MOOC: Othello. Misunderstanding

Misunderstanding

Shakespeare's plays are so often marked by a lack of straightforward communication. 'Othello' is a powerful example of this, where the text's tragedy essentially springs from acts of misunderstanding.

The audience's attention rightfully falls to Iago when exploring this idea of miscommunication, as he is the Machiavellian, master deceiver; he withholds information from other characters, "I would rather have this tongue cut from my mouth" (2.3.205) and poses leading questions to manipulate Othello's dormant insecurities about his new marriage to Desdemona, enabling Iago to shape his master in any way he deems fit. 

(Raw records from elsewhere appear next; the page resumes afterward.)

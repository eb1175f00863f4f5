// Boat type filter bar
//
// The drop-down rendered as a row of options; ←/→ moves the selection.

use crate::components::TypeFilterSource;
use crate::tui::style;
use ratatui::{
    layout::Rect,
    style::{Modifier, Style},
    text::{Line, Span},
    widgets::{Block, Borders, Paragraph},
    Frame,
};

pub fn render(f: &mut Frame, area: Rect, filter: &TypeFilterSource) {
    let line = if let Some(err) = filter.error() {
        Line::from(Span::styled(
            format!(" Boat types unavailable: {err}"),
            Style::default().fg(style::ERROR),
        ))
    } else if !filter.is_loaded() {
        Line::from(Span::styled(
            " Loading boat types…",
            Style::default().fg(style::MUTED),
        ))
    } else {
        let selected = filter.selected_boat_type_id();
        let mut spans = vec![Span::raw(" ")];
        for option in filter.options() {
            let option_style = if option.value == selected {
                Style::default()
                    .fg(style::SELECTED)
                    .add_modifier(Modifier::BOLD | Modifier::REVERSED)
            } else {
                Style::default()
            };
            spans.push(Span::styled(format!(" {} ", option.label), option_style));
            spans.push(Span::raw(" "));
        }
        Line::from(spans)
    };

    let block = Block::default()
        .borders(Borders::ALL)
        .border_style(style::border())
        .title(" Boat Type ◂ ▸ ");

    f.render_widget(Paragraph::new(line).block(block), area);
}
// Search container - owns the components and routes their events
//
// Nothing here blocks on the network. Backend and location calls run as
// spawned tasks that send a `Completion` back over a channel; the front-end
// (TUI loop, headless runner, tests) feeds completions into `apply`, which
// hands each one to the component that asked for it and then drains the UI
// events the components emitted in response.
//
//   TypeFilterSource ──search──▶ FleetApp ──set_filter──▶ ResultsCoordinator
//   SelectableTile ──boatselect──▶ FleetApp ──on_tile_selected──▶ SelectionBus
//   any component ──loading/doneLoading──▶ spinner depth
//   any component ──toast──▶ toast queue

use crate::bus::SelectionBus;
use crate::components::{
    GeoMapOverlay, NearQuery, ResultsCoordinator, SearchTicket, TypeFilterSource,
};
use crate::config::LocationPolicy;
use crate::error::{FetchError, LocationError, SaveError, ServiceError};
use crate::events::{EventSink, Toast, UiEvent};
use crate::geo::{Position, SharedLocation};
use crate::model::{BoatRecord, BoatType, RowEdit, RowEditBatch};
use crate::service::SharedService;
use std::collections::VecDeque;
use std::time::Duration;
use tokio::sync::mpsc;
use tracing::{debug, info, warn};

/// Toasts kept for display; older ones are dropped first
const MAX_TOASTS: usize = 5;

/// Result of a spawned request, routed back to the component that issued it
#[derive(Debug)]
pub enum Completion {
    BoatTypes(Result<Vec<BoatType>, ServiceError>),
    Search(SearchTicket, Result<Vec<BoatRecord>, ServiceError>),
    Saved(RowEditBatch, Result<(), SaveError>),
    Location(Result<Position, LocationError>),
    NearMe(NearQuery, Result<String, ServiceError>),
}

pub struct FleetApp {
    service: SharedService,
    bus: SelectionBus,

    events_rx: mpsc::UnboundedReceiver<UiEvent>,
    completions_tx: mpsc::UnboundedSender<Completion>,
    completions_rx: mpsc::UnboundedReceiver<Completion>,
    /// Spawned requests whose completion has not been applied yet
    in_flight: usize,

    pub filter: TypeFilterSource,
    pub results: ResultsCoordinator,
    pub overlay: GeoMapOverlay,

    spinner_depth: usize,
    toasts: VecDeque<Toast>,
    mounted: bool,
}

In Iago's endless efforts to distort comprehension, he changes characters and their perceptions of one another, for example, he leads Roderigo to believe that Desdemona's feelings for Othello are impermanent and fanciful; Cassio's beloved reputation and status is taken from him by Othello, and thus he feels useless without it. One might even argue that Emilia was manipulated by him, as he uses her role as his wife and Desdemona's hand as an advantage to get her handkerchief an continue his growing web of lies and deception.
The handkerchief is an important symbol in Othello and represents ...


The Handkerchief
  • Ironically, some of the audience's first meetings with the handkerchief involve ideas of truth and pure intention. In Act 3 Scene 3, when Desdemona accidentally drops the handkerchief and it is discovered by Emilia; she makes a note to herself to have its pattern remade to 'please' her husband (3.3.301). This scene is almost repeated with Cassio when he finds it and takes such a liking for the craftsmanship that he asks Bianca to replicate for him.
  • In the play, Othello seems to desire that this heirloom of his will bind him and his wife together, like how it did for his mother and father, and yet Iago contrasts this with his scheming and toxic deceit; he changes the loving, magical meaning of this 'token' entirely and gives it juxtaposing connotations of lies, misunderstanding and tragedy.

One might suggest the handkerchief's composition holds an inherent ambiguity, one which Iago plays with and exploits to achieve his own ends. On the one hand, this 'little' piece of white cloth is spun from 'hallowed' silk that emblamitises both the unblemished quality of the couple's affections and Desdemona's sexual purity. Exacerbating this, Othello tells us that the handkerchief's fabric consists, partly, of mummified virgins' hearts. However, this bloodiness, along with its 'spotted' pattern of 'red' strawberries equally suggests to the audience the loss of virginity. This blood represents the beginning of greater sexual experience and the potential dangers of those experiences.

It is this set of connotations and their implications of promiscuity that Iago draws his attention on. This is possibly most pertinent when Iago describes Cassio's lascivious use of the napkin to wipe his beard at dinner, continuing the link between culinary and sexual consumption; rather than serving as a memento of the beloved couple's innocent love, Iago encourages Othello to repurpose his heirloom as an accessory to this false adultery.

Gender

There seems to be a lack of sympathy between genders in the play; it implies that Venetian men have an insufficient grasp of the 'true' character of the female men cannot see women or who they 'really' are. This is a society in which attractive women are dangerously and hyberbolically misconceived as statues made from 'monumental alabaster' (5.2.5). This is a world where, despite female characters often expressing themselves with sharpness, they are seen as duplicitous 'pictures out a' doors' (2.1.109). Emilia fights against this; in Act 4 Scene 3, she makes a rallying cry to, 

Let husbands know
Their wives have sense like them: they see, and smell,
And have their palates both for sweet and sour,
As husbands have.

These are words of frustration and almost resentment at not being truly listened to or understood by men. In this speech, Emilia articulates herself in some of the wittiest and most poetic in the text as a whole.

Here, we see that Emilia's function as the straight-talking working woman seeking to cut through patriarchal misreadings that essentially creates her as a very memorable, reverent figure. It also gives her death a real poignancy too, and highlights the play's tragedy as her meant-to-be loyal, compassionate, loving husband, betrays her by killing her and showing that her loyalty to her husband was tragically corrupt.